(Collected data entries)
-*-
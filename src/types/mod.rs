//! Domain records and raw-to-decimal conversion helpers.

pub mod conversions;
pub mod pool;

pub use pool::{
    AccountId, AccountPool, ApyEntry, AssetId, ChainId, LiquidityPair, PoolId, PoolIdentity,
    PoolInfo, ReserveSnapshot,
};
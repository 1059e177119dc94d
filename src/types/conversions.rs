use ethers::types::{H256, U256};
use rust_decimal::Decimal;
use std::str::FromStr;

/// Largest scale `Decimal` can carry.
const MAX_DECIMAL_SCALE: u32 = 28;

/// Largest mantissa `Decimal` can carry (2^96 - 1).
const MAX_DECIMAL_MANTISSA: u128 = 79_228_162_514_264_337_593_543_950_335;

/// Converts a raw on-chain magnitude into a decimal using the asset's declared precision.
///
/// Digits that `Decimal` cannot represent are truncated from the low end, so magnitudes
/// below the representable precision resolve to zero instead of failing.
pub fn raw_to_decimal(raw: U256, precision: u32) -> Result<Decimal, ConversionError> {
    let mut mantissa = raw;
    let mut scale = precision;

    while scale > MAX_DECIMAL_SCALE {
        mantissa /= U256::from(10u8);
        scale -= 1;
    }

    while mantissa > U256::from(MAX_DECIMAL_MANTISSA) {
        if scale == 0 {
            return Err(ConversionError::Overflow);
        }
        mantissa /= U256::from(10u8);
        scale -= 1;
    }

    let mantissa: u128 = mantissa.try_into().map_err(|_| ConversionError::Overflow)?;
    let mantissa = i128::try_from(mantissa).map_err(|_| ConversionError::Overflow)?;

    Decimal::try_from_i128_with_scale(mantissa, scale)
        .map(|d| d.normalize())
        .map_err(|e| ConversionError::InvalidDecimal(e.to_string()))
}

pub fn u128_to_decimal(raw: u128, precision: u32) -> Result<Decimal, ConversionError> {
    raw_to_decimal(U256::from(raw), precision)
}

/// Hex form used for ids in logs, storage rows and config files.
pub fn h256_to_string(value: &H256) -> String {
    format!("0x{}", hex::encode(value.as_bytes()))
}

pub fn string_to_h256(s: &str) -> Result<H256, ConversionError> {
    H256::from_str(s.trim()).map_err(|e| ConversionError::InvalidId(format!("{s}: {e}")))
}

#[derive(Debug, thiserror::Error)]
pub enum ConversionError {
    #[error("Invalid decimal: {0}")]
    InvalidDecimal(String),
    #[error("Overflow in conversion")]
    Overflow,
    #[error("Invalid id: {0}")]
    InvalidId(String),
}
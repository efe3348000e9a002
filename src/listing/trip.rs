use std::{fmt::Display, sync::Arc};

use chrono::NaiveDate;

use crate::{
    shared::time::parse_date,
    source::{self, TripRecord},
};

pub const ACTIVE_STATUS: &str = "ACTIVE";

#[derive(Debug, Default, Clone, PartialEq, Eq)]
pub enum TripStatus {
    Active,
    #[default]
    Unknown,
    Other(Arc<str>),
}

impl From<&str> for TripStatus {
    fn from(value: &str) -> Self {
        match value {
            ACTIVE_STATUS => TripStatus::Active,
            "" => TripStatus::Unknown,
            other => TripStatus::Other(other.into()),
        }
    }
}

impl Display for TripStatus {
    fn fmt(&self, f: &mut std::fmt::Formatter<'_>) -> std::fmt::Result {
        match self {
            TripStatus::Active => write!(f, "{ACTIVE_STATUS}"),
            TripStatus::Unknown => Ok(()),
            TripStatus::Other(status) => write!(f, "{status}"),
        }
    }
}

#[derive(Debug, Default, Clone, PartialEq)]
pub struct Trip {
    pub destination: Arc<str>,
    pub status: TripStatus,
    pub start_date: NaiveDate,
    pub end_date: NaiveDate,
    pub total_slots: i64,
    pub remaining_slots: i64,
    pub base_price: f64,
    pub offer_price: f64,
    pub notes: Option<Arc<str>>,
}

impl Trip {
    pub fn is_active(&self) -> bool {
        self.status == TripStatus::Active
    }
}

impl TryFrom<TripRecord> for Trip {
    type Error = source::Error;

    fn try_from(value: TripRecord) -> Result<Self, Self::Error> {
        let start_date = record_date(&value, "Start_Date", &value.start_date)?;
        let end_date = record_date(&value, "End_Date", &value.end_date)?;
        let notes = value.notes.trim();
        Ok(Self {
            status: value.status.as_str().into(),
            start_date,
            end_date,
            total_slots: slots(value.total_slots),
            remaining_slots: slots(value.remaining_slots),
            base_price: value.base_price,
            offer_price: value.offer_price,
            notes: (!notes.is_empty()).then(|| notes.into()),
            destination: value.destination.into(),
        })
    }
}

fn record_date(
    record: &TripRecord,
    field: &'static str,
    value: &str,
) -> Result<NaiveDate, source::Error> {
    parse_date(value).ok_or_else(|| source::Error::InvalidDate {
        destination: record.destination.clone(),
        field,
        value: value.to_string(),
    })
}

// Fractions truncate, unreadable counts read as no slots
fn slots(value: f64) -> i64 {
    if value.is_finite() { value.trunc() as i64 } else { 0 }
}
-*-
- Exercise brief
Set down each entry from above once more, exactly as written.

- Solution to the exercise
filename src/types/mod.rs
//! Domain records and raw-to-decimal conversion helpers.

pub mod conversions;
pub mod pool;

pub use pool::{
    AccountId, AccountPool, ApyEntry, AssetId, ChainId, LiquidityPair, PoolId, PoolIdentity,
    PoolInfo, ReserveSnapshot,
};
repository 1059e177119dc94d
filename src/types/conversions.rs
use ethers::types::{H256, U256};
use rust_decimal::Decimal;
use std::str::FromStr;

/// Largest scale `Decimal` can carry.
const MAX_DECIMAL_SCALE: u32 = 28;

/// Largest mantissa `Decimal` can carry (2^96 - 1).
const MAX_DECIMAL_MANTISSA: u128 = 79_228_162_514_264_337_593_543_950_335;

/// Converts a raw on-chain magnitude into a decimal using the asset's declared precision.
///
/// Digits that `Decimal` cannot represent are truncated from the low end, so magnitudes
/// below the representable precision resolve to zero instead of failing.
pub fn raw_to_decimal(raw: U256, precision: u32) -> Result<Decimal, ConversionError> {
    let mut mantissa = raw;
    let mut scale = precision;

    while scale > MAX_DECIMAL_SCALE {
        mantissa /= U256::from(10u8);
        scale -= 1;
    }

    while mantissa > U256::from(MAX_DECIMAL_MANTISSA) {
        if scale == 0 {
            return Err(ConversionError::Overflow);
        }
        mantissa /= U256::from(10u8);
        scale -= 1;
    }

    let mantissa: u128 = mantissa.try_into().map_err(|_| ConversionError::Overflow)?;
    let mantissa = i128::try_from(mantissa).map_err(|_| ConversionError::Overflow)?;

    Decimal::try_from_i128_with_scale(mantissa, scale)
        .map(|d| d.normalize())
        .map_err(|e| ConversionError::InvalidDecimal(e.to_string()))
}

pub fn u128_to_decimal(raw: u128, precision: u32) -> Result<Decimal, ConversionError> {
    raw_to_decimal(U256::from(raw), precision)
}

/// Hex form used for ids in logs, storage rows and config files.
pub fn h256_to_string(value: &H256) -> String {
    format!("0x{}", hex::encode(value.as_bytes()))
}

pub fn string_to_h256(s: &str) -> Result<H256, ConversionError> {
    H256::from_str(s.trim()).map_err(|e| ConversionError::InvalidId(format!("{s}: {e}")))
}

#[derive(Debug, thiserror::Error)]
pub enum ConversionError {
    #[error("Invalid decimal: {0}")]
    InvalidDecimal(String),
    #[error("Overflow in conversion")]
    Overflow,
    #[error("Invalid id: {0}")]
    InvalidId(String),
}
repository efe3348000e9a002
filename src/listing/trip.rs
use std::{fmt::Display, sync::Arc};

use chrono::NaiveDate;

use crate::{
    shared::time::parse_date,
    source::{self, TripRecord},
};

pub const ACTIVE_STATUS: &str = "ACTIVE";

#[derive(Debug, Default, Clone, PartialEq, Eq)]
pub enum TripStatus {
    Active,
    #[default]
    Unknown,
    Other(Arc<str>),
}

impl From<&str> for TripStatus {
    fn from(value: &str) -> Self {
        match value {
            ACTIVE_STATUS => TripStatus::Active,
            "" => TripStatus::Unknown,
            other => TripStatus::Other(other.into()),
        }
    }
}

impl Display for TripStatus {
    fn fmt(&self, f: &mut std::fmt::Formatter<'_>) -> std::fmt::Result {
        match self {
            TripStatus::Active => write!(f, "{ACTIVE_STATUS}"),
            TripStatus::Unknown => Ok(()),
            TripStatus::Other(status) => write!(f, "{status}"),
        }
    }
}

#[derive(Debug, Default, Clone, PartialEq)]
pub struct Trip {
    pub destination: Arc<str>,
    pub status: TripStatus,
    pub start_date: NaiveDate,
    pub end_date: NaiveDate,
    pub total_slots: i64,
    pub remaining_slots: i64,
    pub base_price: f64,
    pub offer_price: f64,
    pub notes: Option<Arc<str>>,
}

impl Trip {
    pub fn is_active(&self) -> bool {
        self.status == TripStatus::Active
    }
}

impl TryFrom<TripRecord> for Trip {
    type Error = source::Error;

    fn try_from(value: TripRecord) -> Result<Self, Self::Error> {
        let start_date = record_date(&value, "Start_Date", &value.start_date)?;
        let end_date = record_date(&value, "End_Date", &value.end_date)?;
        let notes = value.notes.trim();
        Ok(Self {
            status: value.status.as_str().into(),
            start_date,
            end_date,
            total_slots: slots(value.total_slots),
            remaining_slots: slots(value.remaining_slots),
            base_price: value.base_price,
            offer_price: value.offer_price,
            notes: (!notes.is_empty()).then(|| notes.into()),
            destination: value.destination.into(),
        })
    }
}

fn record_date(
    record: &TripRecord,
    field: &'static str,
    value: &str,
) -> Result<NaiveDate, source::Error> {
    parse_date(value).ok_or_else(|| source::Error::InvalidDate {
        destination: record.destination.clone(),
        field,
        value: value.to_string(),
    })
}

// Fractions truncate, unreadable counts read as no slots
fn slots(value: f64) -> i64 {
    if value.is_finite() { value.trunc() as i64 } else { 0 }
}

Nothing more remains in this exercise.